Moins d’un an plus tard, le 8 août 1788, le roi est contraint de convoquer les Etats généraux du royaume, non réunis depuis 1614, afin de trouver de nouveaux subsides. Ce n’est que le 24 janvier 1789 que le règlement des élections est édicté. Sa majesté désire « que des extrémités de son royaume et des habitations les moins connues, chacun fût assuré de faire parvenir jusqu’à elle ses vœux et réclamations ». Malouet, futur contre-révolutionnaire, flaire de suite le danger et conseille à Necker, alors à la tête du ministère, de cadrer le débat en un programme précis de thèmes, afin d’orienter l’opinion. Il n’en sera rien.

Témoignage unique

Un système complexe divise la France en 400 circonscriptions où doivent parvenir tous les cahiers rédigés séparément par les trois ordres, dans des Assemblées primaires. Portés par des délégués dans les capitales de baillages et sénéchaussées, sièges des Assemblées électorales, tous les cahiers sont synthétisés en une nouvelle rédaction, prétexte à l’élection des députés aux Etats généraux. Ces élus, à leur tour doivent réduire ces 1 200 cahiers en 36 cahiers, douze pour chaque ordre, pour ne remettre qu’un cahier le 5 mai 1789, à « sa majesté », à l’ouverture des Etats généraux.

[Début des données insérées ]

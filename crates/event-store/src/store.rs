use std::collections::HashSet;
use std::pin::Pin;

use async_trait::async_trait;
use futures_core::Stream;

use crate::{AggregateId, EventEnvelope, EventStoreError, Result, Snapshot, Version};

/// Options for appending events to a stream.
#[derive(Debug, Clone, Copy, Default)]
pub struct AppendOptions {
    /// Version the stream must be at for the append to succeed.
    /// `None` skips the check.
    pub expected_version: Option<Version>,
}

impl AppendOptions {
    /// No version check.
    pub fn new() -> Self {
        Self::default()
    }

    pub fn expect_version(version: Version) -> Self {
        Self {
            expected_version: Some(version),
        }
    }

    /// The stream must not exist yet.
    pub fn expect_new() -> Self {
        Self::expect_version(Version::initial())
    }
}

/// Events destined for one stream, guarded by an expected version.
#[derive(Debug, Clone)]
pub struct StreamAppend {
    pub events: Vec<EventEnvelope>,
    pub options: AppendOptions,
}

impl StreamAppend {
    pub fn new(events: Vec<EventEnvelope>, options: AppendOptions) -> Self {
        Self { events, options }
    }

    /// Stream targeted by this append. Only meaningful after validation.
    pub fn aggregate_id(&self) -> Option<AggregateId> {
        self.events.first().map(|e| e.aggregate_id)
    }

    /// Version of the last event in the append.
    pub fn last_version(&self) -> Version {
        self.events
            .last()
            .map(|e| e.version)
            .unwrap_or(Version::initial())
    }
}

/// A stream of events.
pub type EventStream = Pin<Box<dyn Stream<Item = Result<EventEnvelope>> + Send>>;

/// Persistence for event streams.
#[async_trait]
pub trait EventStore: Send + Sync {
    /// Appends events to several streams as one atomic unit.
    ///
    /// Either every append commits or none does. Each append's expected
    /// version is checked against its stream; any idempotency key already in
    /// the store (or repeated within the batch) aborts the whole batch with
    /// [`EventStoreError::DuplicateIdempotencyKey`].
    ///
    /// Returns the new version of each stream, in batch order.
    async fn append_batch(&self, batch: Vec<StreamAppend>) -> Result<Vec<Version>>;

    /// Events of one stream in version order.
    async fn get_events_for_aggregate(
        &self,
        aggregate_id: AggregateId,
    ) -> Result<Vec<EventEnvelope>>;

    /// Events of one stream starting at `from_version` (inclusive).
    async fn get_events_for_aggregate_from_version(
        &self,
        aggregate_id: AggregateId,
        from_version: Version,
    ) -> Result<Vec<EventEnvelope>>;

    /// Every stored event in commit order.
    async fn stream_all_events(&self) -> Result<EventStream>;

    /// Current version of a stream, `None` if it has no events.
    async fn get_aggregate_version(&self, aggregate_id: AggregateId) -> Result<Option<Version>>;

    /// Returns true if an event with this idempotency key exists.
    async fn idempotency_key_exists(&self, key: &str) -> Result<bool>;

    /// Replaces the snapshot of an aggregate.
    async fn save_snapshot(&self, snapshot: Snapshot) -> Result<()>;

    /// Latest snapshot of an aggregate, if any.
    async fn get_snapshot(&self, aggregate_id: AggregateId) -> Result<Option<Snapshot>>;
}

/// Convenience methods available on every [`EventStore`].
#[async_trait]
pub trait EventStoreExt: EventStore {
    /// Appends events to a single stream.
    async fn append(&self, events: Vec<EventEnvelope>, options: AppendOptions) -> Result<Version> {
        let versions = self
            .append_batch(vec![StreamAppend::new(events, options)])
            .await?;
        Ok(versions.into_iter().next().unwrap_or(Version::initial()))
    }

    async fn aggregate_exists(&self, aggregate_id: AggregateId) -> Result<bool> {
        Ok(self.get_aggregate_version(aggregate_id).await?.is_some())
    }

    /// Loads the latest snapshot (if any) and the events recorded after it.
    async fn load_aggregate(
        &self,
        aggregate_id: AggregateId,
    ) -> Result<(Option<Snapshot>, Vec<EventEnvelope>)> {
        match self.get_snapshot(aggregate_id).await? {
            Some(snapshot) => {
                let events = self
                    .get_events_for_aggregate_from_version(aggregate_id, snapshot.version.next())
                    .await?;
                Ok((Some(snapshot), events))
            }
            None => Ok((None, self.get_events_for_aggregate(aggregate_id).await?)),
        }
    }
}

impl<T: EventStore + ?Sized> EventStoreExt for T {}

/// Checks the shape of a batch before it touches storage.
///
pub(crate) fn batch_event_count(batch: &[StreamAppend]) -> u64 {
    batch.iter().map(|append| append.events.len() as u64).sum()
}

/// Every append must be non-empty, target a single stream with a single
/// aggregate type, and carry consecutive versions. A stream may appear only
/// once per batch, and idempotency keys must be distinct within the batch.
pub fn validate_batch(batch: &[StreamAppend]) -> Result<()> {
    if batch.is_empty() {
        return Err(EventStoreError::InvalidAppend(
            "cannot append an empty batch".to_string(),
        ));
    }

    let mut streams = HashSet::new();
    let mut keys = HashSet::new();

    for append in batch {
        let Some(first) = append.events.first() else {
            return Err(EventStoreError::InvalidAppend(
                "cannot append an empty event list".to_string(),
            ));
        };

        if !streams.insert(first.aggregate_id) {
            return Err(EventStoreError::InvalidAppend(format!(
                "stream {} appears twice in one batch",
                first.aggregate_id
            )));
        }

        let mut expected = first.version;
        for (index, event) in append.events.iter().enumerate() {
            if event.aggregate_id != first.aggregate_id
                || event.aggregate_type != first.aggregate_type
            {
                return Err(EventStoreError::InvalidAppend(
                    "all events of an append must target the same stream".to_string(),
                ));
            }
            if index > 0 {
                expected = expected.next();
                if event.version != expected {
                    return Err(EventStoreError::InvalidAppend(format!(
                        "event versions must be sequential: expected {expected}, got {}",
                        event.version
                    )));
                }
            }
            if let Some(key) = &event.idempotency_key
                && !keys.insert(key.clone())
            {
                return Err(EventStoreError::DuplicateIdempotencyKey { key: key.clone() });
            }
        }
    }

    Ok(())
}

La richesse documentaire se trouve à la base de la pyramide, là où une radiographie du pays devient possible, livrant un témoignage unique sur l’état du pays. Que disent les Français ? Dans les cahiers du tiers-état parisien, le projet s’énonce avec une clarté sans faille. La France doit avoir une Constitution votée par les députés de la nation. Aucun riche ne peut refuser de payer l’impôt qu’il doit en fonction de sa fortune, au nom de l’égalité de tous devant la future loi. Entre-temps, le roi ne peut plus imposer de nouvelles taxes sur les produits de première nécessité. Une transformation radicale des institutions se prépare en toute conscience.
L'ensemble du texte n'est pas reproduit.